Aden is used as a dépôt for the supply of coals to the steamers engaged in the intercourse between Great Britain and India, for which purpose immense quantities of this mineral are sent thither from British ports; since the date of its possession by Britain (1839), considerable traffic with the adjacent parts of Arabia and the opposite coasts of Africa has sprung into existence. The position of Aden renders it important, and it possesses great natural strength : it is garrisoned by a detachment of British troops. The present population is about 40,000.

Aden is a town of great antiquity, and, during the period between the 11th and 13th centuries, was a flourishing emporium of commerce; it had, however, long since fallen into a state of complete decay, from which it is now in process of rapid recovery.

SECTION III. PERSIA.

(482.) Boundaries and Extent.-Persia is bounded on the north by Turkestan, the Caspian Sea, and Russian Armenia, on the west by Turkey, -on the south-west and south by the Persian Gulf,—and on the east by Beloochistan and Afghanistan. Its area is about 500,000 English square miles. The native name of Persia is Iran*, by which term it is always mentioned in Oriental writings.
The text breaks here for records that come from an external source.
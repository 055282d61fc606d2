// URL query parameters are the only state carried between pages: the flow
// has no client-side store, so each page parses a typed record out of the
// query string at entry instead of trusting it implicitly.

use thiserror::Error;
use url::form_urlencoded;

#[derive(Error, Debug, Clone, PartialEq)]
pub enum QueryError {
    #[error("Check-in and check-out dates are required")]
    MissingDates,

    #[error("Missing required reservation information")]
    MissingReservationInfo,
}

// Decoded key/value pairs of a query string, in order of appearance.
#[derive(Debug, Clone, Default, PartialEq)]
pub struct QueryParams {
    pairs: Vec<(String, String)>,
}

impl QueryParams {
    pub fn parse(query: &str) -> Self {
        let query = query.strip_prefix('?').unwrap_or(query);
        Self {
            pairs: form_urlencoded::parse(query.as_bytes())
                .into_owned()
                .collect(),
        }
    }

    // First value for `name`; an empty value counts as absent, matching the
    // pages' treatment of blank date inputs.
    pub fn get(&self, name: &str) -> Option<&str> {
        self.pairs
            .iter()
            .find(|(key, _)| key == name)
            .map(|(_, value)| value.as_str())
            .filter(|value| !value.is_empty())
    }
}

// State handed from Search to the availability listing.
#[derive(Debug, Clone, PartialEq)]
pub struct SearchQuery {
    pub check_in: String,
    pub check_out: String,
}

impl SearchQuery {
    pub fn from_params(params: &QueryParams) -> Result<Self, QueryError> {
        match (params.get("checkIn"), params.get("checkOut")) {
            (Some(check_in), Some(check_out)) => Ok(Self {
                check_in: check_in.to_string(),
                check_out: check_out.to_string(),
            }),
            _ => Err(QueryError::MissingDates),
        }
    }

    pub fn to_query_string(&self) -> String {
        form_urlencoded::Serializer::new(String::new())
            .append_pair("checkIn", &self.check_in)
            .append_pair("checkOut", &self.check_out)
            .finish()
    }
}

// State handed from the listing to the reservation form. The price is the
// selected room's nightly price as captured at listing time.
#[derive(Debug, Clone, PartialEq)]
pub struct ReservationQuery {
    pub room_id: i64,
    pub check_in: String,
    pub check_out: String,
    pub price: f64,
}

impl ReservationQuery {
    pub fn from_params(params: &QueryParams) -> Result<Self, QueryError> {
        let room_id = params
            .get("roomId")
            .and_then(|value| value.parse::<i64>().ok())
            .ok_or(QueryError::MissingReservationInfo)?;
        let check_in = params
            .get("checkIn")
            .ok_or(QueryError::MissingReservationInfo)?;
        let check_out = params
            .get("checkOut")
            .ok_or(QueryError::MissingReservationInfo)?;
        let price = params
            .get("price")
            .and_then(|value| value.parse::<f64>().ok())
            .ok_or(QueryError::MissingReservationInfo)?;
        // A zero price reads as missing information, same as an absent
        // parameter.
        if price == 0.0 {
            return Err(QueryError::MissingReservationInfo);
        }
        Ok(Self {
            room_id,
            check_in: check_in.to_string(),
            check_out: check_out.to_string(),
            price,
        })
    }

    pub fn to_query_string(&self) -> String {
        form_urlencoded::Serializer::new(String::new())
            .append_pair("roomId", &self.room_id.to_string())
            .append_pair("checkIn", &self.check_in)
            .append_pair("checkOut", &self.check_out)
            .append_pair("price", &self.price.to_string())
            .finish()
    }
}

// The navigable pages. Explore and Contact are static content; they carry
// no state beyond their path.
#[derive(Debug, Clone, PartialEq)]
pub enum Route {
    Home,
    Explore,
    Contact,
    ApiTest,
    AvailableRooms(SearchQuery),
    Reservation(ReservationQuery),
}

impl Route {
    pub fn to_url(&self) -> String {
        match self {
            Route::Home => "/".to_string(),
            Route::Explore => "/explore".to_string(),
            Route::Contact => "/contact".to_string(),
            Route::ApiTest => "/api-test".to_string(),
            Route::AvailableRooms(query) => {
                format!("/available-rooms?{}", query.to_query_string())
            }
            Route::Reservation(query) => format!("/reservation?{}", query.to_query_string()),
        }
    }
}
(483.) Natural features, Climate, &c.-The interior of Persia is a high plateau, a large portion of which is desert. In the north and east is the extensive tract called the Great Salt Desert, and towards the south-east the Desert of Kerman. The north-western province (called Azerbijan), which lies between the Caspian Sea and the borders of Turkey, is an elevated mountain-region. High chains of mountains stretch through the northern, western, and southwestern parts of the country, separating the interior plateaus from the plains which border on the Caspian Sea upon the one side, and the Persian Gulf and banks of the Tigris upon the other. On these three sides the ascent from the surrounding plains to the interior lies everywhere through a series of high passes or defiles, by means of which the

* Pronounced Eeraun. In Oriental names (as written in English characters), the i is generally sounded like ee, and the u like oo.

various mountain-terraces are successively reached. Many of these passes are elevated several thousand feet above the level of the sea, and are so closed in by the surrounding mountains as to form defences of great natural strength.
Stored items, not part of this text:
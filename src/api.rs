// REST client for the hotel backend. One function per backend operation,
// each issuing exactly one HTTP request and normalizing failure into
// `ApiError`. No retries, no timeouts, no caching.

use async_trait::async_trait;
use reqwest::StatusCode;
use thiserror::Error;

use crate::types::{Reservation, Room, RoomDraft};

#[derive(Error, Debug)]
pub enum ApiError {
    // Non-2xx response. The body is the response text when the backend sent
    // any, otherwise the canonical status reason.
    #[error("HTTP {status}: {body}")]
    Status { status: u16, body: String },

    #[error("Room not found")]
    RoomNotFound,

    #[error("Network error: {0}")]
    Network(String),

    #[error("Decode error: {0}")]
    Decode(String),

    #[error("Unknown error")]
    Unknown,
}

impl From<reqwest::Error> for ApiError {
    fn from(err: reqwest::Error) -> Self {
        if err.is_decode() {
            ApiError::Decode(err.to_string())
        } else {
            ApiError::Network(err.to_string())
        }
    }
}

#[derive(Debug, Clone, Default)]
pub struct ClientConfig {
    // Prefix for every request, e.g. "http://localhost:8080". Empty means
    // same-origin relative paths (the development proxy setup).
    pub base_url: String,
}

// The full backend surface. Kept behind a trait so the flow controller and
// the console can run against a mock in tests.
#[async_trait]
pub trait HotelApi: Send + Sync + 'static {
    async fn list_rooms(&self) -> Result<Vec<Room>, ApiError>;

    async fn get_room(&self, id: i64) -> Result<Room, ApiError>;

    async fn search_available_rooms(
        &self,
        check_in: &str,
        check_out: &str,
    ) -> Result<Vec<Room>, ApiError>;

    async fn create_reservation(&self, reservation: &Reservation)
        -> Result<Reservation, ApiError>;

    async fn list_reservations(&self) -> Result<Vec<Reservation>, ApiError>;

    async fn create_room(&self, draft: &RoomDraft) -> Result<Room, ApiError>;

    async fn update_room(&self, id: i64, draft: &RoomDraft) -> Result<(), ApiError>;

    async fn delete_room(&self, id: i64) -> Result<(), ApiError>;
}

pub struct RestClient {
    http: reqwest::Client,
    base_url: String,
}

impl RestClient {
    pub fn new(config: ClientConfig) -> Self {
        Self {
            http: reqwest::Client::new(),
            base_url: config.base_url,
        }
    }

    pub(crate) fn url(&self, path: &str) -> String {
        format!("{}{}", self.base_url, path)
    }

    // Turn a non-2xx response into the uniform error, consuming the body.
    async fn error_for_status(response: reqwest::Response) -> ApiError {
        let status = response.status();
        let reason = status.canonical_reason().unwrap_or_default().to_string();
        let body = response.text().await.unwrap_or_default();
        let body = if body.trim().is_empty() { reason } else { body };
        ApiError::Status {
            status: status.as_u16(),
            body,
        }
    }
}

#[async_trait]
impl HotelApi for RestClient {
    async fn list_rooms(&self) -> Result<Vec<Room>, ApiError> {
        tracing::debug!("GET /api/rooms");
        let response = self.http.get(self.url("/api/rooms")).send().await?;
        if !response.status().is_success() {
            return Err(Self::error_for_status(response).await);
        }
        Ok(response.json().await?)
    }

    async fn get_room(&self, id: i64) -> Result<Room, ApiError> {
        tracing::debug!(id, "GET /api/rooms/{{id}}");
        let response = self
            .http
            .get(self.url(&format!("/api/rooms/{}", id)))
            .send()
            .await?;
        if response.status() == StatusCode::NOT_FOUND {
            return Err(ApiError::RoomNotFound);
        }
        if !response.status().is_success() {
            return Err(Self::error_for_status(response).await);
        }
        Ok(response.json().await?)
    }

    async fn search_available_rooms(
        &self,
        check_in: &str,
        check_out: &str,
    ) -> Result<Vec<Room>, ApiError> {
        tracing::debug!(check_in, check_out, "GET /api/reservations/search");
        let response = self
            .http
            .get(self.url("/api/reservations/search"))
            .query(&[("checkIn", check_in), ("checkOut", check_out)])
            .send()
            .await?;
        if !response.status().is_success() {
            return Err(Self::error_for_status(response).await);
        }
        Ok(response.json().await?)
    }

    async fn create_reservation(
        &self,
        reservation: &Reservation,
    ) -> Result<Reservation, ApiError> {
        tracing::debug!(id_room = reservation.id_room, "POST /api/reservations");
        let response = self
            .http
            .post(self.url("/api/reservations"))
            .json(reservation)
            .send()
            .await?;
        if !response.status().is_success() {
            return Err(Self::error_for_status(response).await);
        }
        Ok(response.json().await?)
    }

    async fn list_reservations(&self) -> Result<Vec<Reservation>, ApiError> {
        tracing::debug!("GET /api/reservations");
        let response = self.http.get(self.url("/api/reservations")).send().await?;
        if !response.status().is_success() {
            return Err(Self::error_for_status(response).await);
        }
        Ok(response.json().await?)
    }

    async fn create_room(&self, draft: &RoomDraft) -> Result<Room, ApiError> {
        tracing::debug!("POST /api/rooms");
        let response = self
            .http
            .post(self.url("/api/rooms"))
            .json(draft)
            .send()
            .await?;
        if !response.status().is_success() {
            return Err(Self::error_for_status(response).await);
        }
        Ok(response.json().await?)
    }

    async fn update_room(&self, id: i64, draft: &RoomDraft) -> Result<(), ApiError> {
        tracing::debug!(id, "PUT /api/rooms/{{id}}");
        let response = self
            .http
            .put(self.url(&format!("/api/rooms/{}", id)))
            .json(draft)
            .send()
            .await?;
        if !response.status().is_success() {
            return Err(Self::error_for_status(response).await);
        }
        Ok(())
    }

    async fn delete_room(&self, id: i64) -> Result<(), ApiError> {
        tracing::debug!(id, "DELETE /api/rooms/{{id}}");
        let response = self
            .http
            .delete(self.url(&format!("/api/rooms/{}", id)))
            .send()
            .await?;
        // 204 is the expected success status; accept any other 2xx as well.
        if !response.status().is_success() {
            return Err(Self::error_for_status(response).await);
        }
        Ok(())
    }
}


#[cfg(test)]
mod tests {
    use super::mock::MockApi;
    use super::*;

    #[test]
    fn status_error_message_embeds_code_and_body() {
        let err = ApiError::Status {
            status: 500,
            body: "Internal Server Error".to_string(),
        };
        assert_eq!(err.to_string(), "HTTP 500: Internal Server Error");
    }

    #[test]
    fn not_found_has_distinguished_message() {
        assert_eq!(ApiError::RoomNotFound.to_string(), "Room not found");
    }

    #[test]
    fn unknown_error_has_generic_message() {
        assert_eq!(ApiError::Unknown.to_string(), "Unknown error");
    }

    #[test]
    fn rest_client_prefixes_base_url() {
        let client = RestClient::new(ClientConfig {
            base_url: "http://localhost:8080".to_string(),
        });
        assert_eq!(client.url("/api/rooms"), "http://localhost:8080/api/rooms");

        // Same-origin default: paths pass through untouched.
        let client = RestClient::new(ClientConfig::default());
        assert_eq!(client.url("/api/rooms"), "/api/rooms");
    }

    #[tokio::test]
    async fn created_reservation_round_trips_through_listing() {
        let api = MockApi::new();
        let submitted = Reservation {
            id: None,
            id_room: 2,
            check_in_date: "2025-10-15".to_string(),
            check_out_date: "2025-10-20".to_string(),
            full_name: "John Doe".to_string(),
            email: "john@example.com".to_string(),
            phone: "555-0123".to_string(),
            special_request: Some("Late arrival".to_string()),
        };

        let created = api.create_reservation(&submitted).await.unwrap();
        assert!(created.id.is_some());

        let listed = api.list_reservations().await.unwrap();
        assert_eq!(listed.len(), 1);
        assert_eq!(listed[0].id, created.id);
        assert_eq!(listed[0].id_room, submitted.id_room);
        assert_eq!(listed[0].check_in_date, submitted.check_in_date);
        assert_eq!(listed[0].full_name, submitted.full_name);
    }

    #[tokio::test]
    async fn mock_missing_room_is_not_found() {
        let api = MockApi::new();
        let err = api.get_room(99).await.unwrap_err();
        assert!(matches!(err, ApiError::RoomNotFound));
    }

    // Serves exactly one canned HTTP response on a local port, so the
    // response-to-error translation is exercised over a real socket.
    async fn one_shot_server(response: &'static str) -> RestClient {
        use tokio::io::{AsyncReadExt, AsyncWriteExt};

        let listener = tokio::net::TcpListener::bind("127.0.0.1:0").await.unwrap();
        let addr = listener.local_addr().unwrap();
        tokio::spawn(async move {
            let (mut socket, _) = listener.accept().await.unwrap();
            // The requests under test carry no body; one read drains the
            // request head.
            let mut buf = [0u8; 2048];
            let _ = socket.read(&mut buf).await;
            socket.write_all(response.as_bytes()).await.unwrap();
            socket.shutdown().await.ok();
        });
        RestClient::new(ClientConfig {
            base_url: format!("http://{}", addr),
        })
    }

    #[tokio::test]
    async fn non_2xx_response_translates_to_status_error() {
        let client = one_shot_server(
            "HTTP/1.1 500 Internal Server Error\r\n\
             Connection: close\r\n\
             Content-Length: 9\r\n\r\n\
             boom town",
        )
        .await;

        let err = client.list_rooms().await.unwrap_err();
        assert_eq!(err.to_string(), "HTTP 500: boom town");
    }

    #[tokio::test]
    async fn empty_error_body_falls_back_to_status_reason() {
        let client = one_shot_server(
            "HTTP/1.1 503 Service Unavailable\r\n\
             Connection: close\r\n\
             Content-Length: 0\r\n\r\n",
        )
        .await;

        let err = client.list_rooms().await.unwrap_err();
        assert_eq!(err.to_string(), "HTTP 503: Service Unavailable");
    }

    #[tokio::test]
    async fn get_room_translates_404_to_not_found() {
        let client = one_shot_server(
            "HTTP/1.1 404 Not Found\r\n\
             Connection: close\r\n\
             Content-Length: 0\r\n\r\n",
        )
        .await;

        let err = client.get_room(99).await.unwrap_err();
        assert!(matches!(err, ApiError::RoomNotFound));
    }

    #[tokio::test]
    async fn successful_response_body_decodes_as_rooms() {
        let client = one_shot_server(
            "HTTP/1.1 200 OK\r\n\
             Connection: close\r\n\
             Content-Type: application/json\r\n\
             Content-Length: 43\r\n\r\n\
             [{\"id\":1,\"numberOfPerson\":2,\"price\":150.0}]",
        )
        .await;

        let rooms = client.list_rooms().await.unwrap();
        assert_eq!(rooms.len(), 1);
        assert_eq!(rooms[0].id, 1);
        assert_eq!(rooms[0].price, 150.0);
        assert!(!rooms[0].have_private_bathroom);
    }

    #[tokio::test]
    async fn delete_accepts_204_no_content() {
        let client = one_shot_server(
            "HTTP/1.1 204 No Content\r\n\
             Connection: close\r\n\r\n",
        )
        .await;

        assert!(client.delete_room(1).await.is_ok());
    }
}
The principal rivers of Persia are the Kerkhah (380 miles), and the Kuraun (260 miles), both tributaries of the Euphrates, below the junction of the Tigris,-together with the Sefeed-rood, or White River (400 miles), which flows into the Caspian Sea. The little stream of the Bend-emir- celebrated in Persian song-flows into the salt lake of Bakhtegaun, in the southern part of the country. In the north-west is the large lake of Urumiyah, which lies at an elevation of 4300 feet above the sea, and the water of which exceeds even that of the Dead Sea in saltness.

The table-land of the interior exhibits great alternations of temperature-excessively hot and dry summers being succeeded by rigorously severe winters. The low plains bordering on the Caspian are hot, and the atmosphere humid; in the south and south-west, towards the Persian Gulf, the air is hot and dry, and the soil generally sterile. The table-land is destitute of trees, and the soil a hard clay, producing scarcely any vegetation but that of saline plants. But the valleys among the mountains, and indeed every spot where a perennial supply of water occurs, are exceedingly fertile.
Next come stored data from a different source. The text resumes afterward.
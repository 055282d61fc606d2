// The booking flow: Search -> Listing -> Reservation. Each page is an
// explicit state machine whose only inbound state is the typed query record
// parsed at entry; everything else is page-local and dies with the page.
//
// Every fetch failure is converted into display state here. Nothing
// propagates past a page.

use std::sync::Arc;
use std::time::Duration;

use chrono::NaiveDate;

use crate::api::HotelApi;
use crate::query::{QueryError, QueryParams, ReservationQuery, Route, SearchQuery};
use crate::types::{Reservation, Room};

// How long the confirmation screen stays up before navigating home.
pub const CONFIRMATION_REDIRECT_DELAY: Duration = Duration::from_secs(2);

pub const EMPTY_LISTING_MESSAGE: &str = "There is no available room!";
pub const MISSING_SEARCH_DATES_MESSAGE: &str =
    "Please select both check-in and check-out dates";

// Shared fetch lifecycle for everything a page loads or submits.
#[derive(Debug, Clone, PartialEq)]
pub enum FetchState<T> {
    Idle,
    Loading,
    Success(T),
    Error(String),
}

impl<T> Default for FetchState<T> {
    fn default() -> Self {
        FetchState::Idle
    }
}

impl<T> FetchState<T> {
    pub fn is_loading(&self) -> bool {
        matches!(self, FetchState::Loading)
    }

    pub fn error(&self) -> Option<&str> {
        match self {
            FetchState::Error(message) => Some(message),
            _ => None,
        }
    }
}

// Whole days between two ISO dates, clamped at zero. An unparsable date
// also yields zero, so a malformed URL degrades to a zero-night stay
// instead of failing the page.
pub fn stay_nights(check_in: &str, check_out: &str) -> i64 {
    let parse = |value: &str| NaiveDate::parse_from_str(value, "%Y-%m-%d").ok();
    match (parse(check_in), parse(check_out)) {
        (Some(check_in), Some(check_out)) => (check_out - check_in).num_days().max(0),
        _ => 0,
    }
}

/// Initial state of the flow: collects the date range.
#[derive(Debug, Clone, Default)]
pub struct SearchPage {
    pub check_in_date: String,
    pub check_out_date: String,
}

impl SearchPage {
    pub fn new() -> Self {
        Self::default()
    }

    // Proceed to the listing only when both dates are present; the values
    // travel in the URL untouched.
    pub fn submit(&self) -> Result<Route, String> {
        if self.check_in_date.is_empty() || self.check_out_date.is_empty() {
            return Err(MISSING_SEARCH_DATES_MESSAGE.to_string());
        }
        Ok(Route::AvailableRooms(SearchQuery {
            check_in: self.check_in_date.clone(),
            check_out: self.check_out_date.clone(),
        }))
    }
}

#[derive(Debug, Clone, PartialEq)]
pub enum ListingView<'a> {
    Loading,
    Error(&'a str),
    /// Resolved with zero rooms; rendered as `EMPTY_LISTING_MESSAGE`,
    /// distinct from the error state.
    Empty,
    Rooms(&'a [Room]),
}

/// Availability listing for a date range taken from the URL.
pub struct ListingPage {
    api: Arc<dyn HotelApi>,
    query: Result<SearchQuery, QueryError>,
    rooms: FetchState<Vec<Room>>,
}

impl ListingPage {
    // Missing dates are terminal: the page renders the validation error and
    // never issues a request.
    pub fn enter(api: Arc<dyn HotelApi>, params: &QueryParams) -> Self {
        let query = SearchQuery::from_params(params);
        let rooms = match &query {
            Ok(_) => FetchState::Idle,
            Err(err) => FetchState::Error(err.to_string()),
        };
        Self { api, query, rooms }
    }

    pub async fn load(&mut self) {
        let query = match &self.query {
            Ok(query) => query.clone(),
            Err(_) => return,
        };
        self.rooms = FetchState::Loading;
        match self
            .api
            .search_available_rooms(&query.check_in, &query.check_out)
            .await
        {
            Ok(rooms) => self.rooms = FetchState::Success(rooms),
            Err(err) => self.rooms = FetchState::Error(err.to_string()),
        }
    }

    pub fn view(&self) -> ListingView<'_> {
        match &self.rooms {
            FetchState::Idle | FetchState::Loading => ListingView::Loading,
            FetchState::Error(message) => ListingView::Error(message),
            FetchState::Success(rooms) if rooms.is_empty() => ListingView::Empty,
            FetchState::Success(rooms) => ListingView::Rooms(rooms),
        }
    }

    // "I'll Reserve": hand off to the reservation form with this room's
    // nightly price captured now.
    pub fn reserve(&self, room: &Room) -> Option<Route> {
        let query = self.query.as_ref().ok()?;
        Some(Route::Reservation(ReservationQuery {
            room_id: room.id,
            check_in: query.check_in.clone(),
            check_out: query.check_out.clone(),
            price: room.price,
        }))
    }
}

/// Guest contact fields collected on the reservation form.
#[derive(Debug, Clone, Default, PartialEq)]
pub struct GuestDetails {
    pub full_name: String,
    pub email: String,
    pub phone: String,
    pub special_request: String,
}

/// Derived pricing shown in the reservation summary.
#[derive(Debug, Clone, PartialEq)]
pub struct StaySummary {
    pub room_id: i64,
    pub check_in: String,
    pub check_out: String,
    pub number_of_days: i64,
    pub nightly_price: f64,
    pub total_price: f64,
}

impl StaySummary {
    pub fn formatted_total(&self) -> String {
        format!("{:.2}", self.total_price)
    }
}

#[derive(Debug, Clone, PartialEq)]
pub enum ReservationView<'a> {
    Form {
        summary: Option<StaySummary>,
        error: Option<&'a str>,
    },
    Submitting,
    Confirmed {
        redirect: Route,
        after: Duration,
    },
}

/// Final step of the flow: collects guest details and submits.
pub struct ReservationPage {
    api: Arc<dyn HotelApi>,
    query: Result<ReservationQuery, QueryError>,
    pub guest: GuestDetails,
    state: FetchState<Reservation>,
}

impl ReservationPage {
    pub fn enter(api: Arc<dyn HotelApi>, params: &QueryParams) -> Self {
        let query = ReservationQuery::from_params(params);
        let state = match &query {
            Ok(_) => FetchState::Idle,
            Err(err) => FetchState::Error(err.to_string()),
        };
        Self {
            api,
            query,
            guest: GuestDetails::default(),
            state,
        }
    }

    pub fn summary(&self) -> Option<StaySummary> {
        let query = self.query.as_ref().ok()?;
        let number_of_days = stay_nights(&query.check_in, &query.check_out);
        Some(StaySummary {
            room_id: query.room_id,
            check_in: query.check_in.clone(),
            check_out: query.check_out.clone(),
            number_of_days,
            nightly_price: query.price,
            total_price: number_of_days as f64 * query.price,
        })
    }

    // Submits whatever the form holds. A zero-night stay is not blocked
    // here; availability and stay validation belong to the backend. On
    // failure the entered guest details stay in place for a manual retry.
    pub async fn submit(&mut self) {
        let query = match &self.query {
            Ok(query) => query.clone(),
            Err(err) => {
                self.state = FetchState::Error(err.to_string());
                return;
            }
        };
        self.state = FetchState::Loading;
        let reservation = Reservation {
            id: None,
            id_room: query.room_id,
            check_in_date: query.check_in.clone(),
            check_out_date: query.check_out.clone(),
            full_name: self.guest.full_name.clone(),
            email: self.guest.email.clone(),
            phone: self.guest.phone.clone(),
            special_request: if self.guest.special_request.is_empty() {
                None
            } else {
                Some(self.guest.special_request.clone())
            },
        };
        match self.api.create_reservation(&reservation).await {
            Ok(created) => self.state = FetchState::Success(created),
            Err(err) => self.state = FetchState::Error(err.to_string()),
        }
    }

    pub fn view(&self) -> ReservationView<'_> {
        match &self.state {
            FetchState::Loading => ReservationView::Submitting,
            FetchState::Success(_) => ReservationView::Confirmed {
                redirect: Route::Home,
                after: CONFIRMATION_REDIRECT_DELAY,
            },
            FetchState::Idle => ReservationView::Form {
                summary: self.summary(),
                error: None,
            },
            FetchState::Error(message) => ReservationView::Form {
                summary: self.summary(),
                error: Some(message),
            },
        }
    }
}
Numerous small islands lie near the eastern shores of the Persian Gulf; the largest of these is Kishm, at the entrance of the gulf, adjacent to which is the small but more celebrated island of Ormuz, once the seat of a flourishing Portuguese settlement. Ormuz now belongs to the Sultan of Muscat.

(484.) Inhabitants.-The population of Persia is supposed to amount to between 9 and 10 millions. A large proportion of these (about 2 millions) consists of wandering tribes, called Iliyats, who are a distinct race from the more settled part of the population. The latter are most numerous in the north-western and some of the central provinces; Iliyat tribes occupy the high table-lands in the eastern part of the interior, and the mountainous tracts towards the western and north-eastern frontiers. The habits of the Iliyats resemble those of the Turkomauns of Asia Minor: some dwell throughout the year in tents, in winter keeping within the lower plains, and in summer seeking the cooler pasturage of the mountains; others are partially dwellers in towns, but shift their abodes with the recurrence of the opposite seasons. Their wealth consists in their cattle and sheep; they breed horses and camels for sale, while their sheep supply them with food and clothing. All the outskirts of Persia are infested by predatory

tribes, whose warlike habits are a constant source of injury to the more settled population; on the west are the Koords, on the south-west the Arabs, towards the east the Afghauns, and on the north the Tartars. Jews are found in all the towns, and in the north-western province there are numerous Turks and Armenians.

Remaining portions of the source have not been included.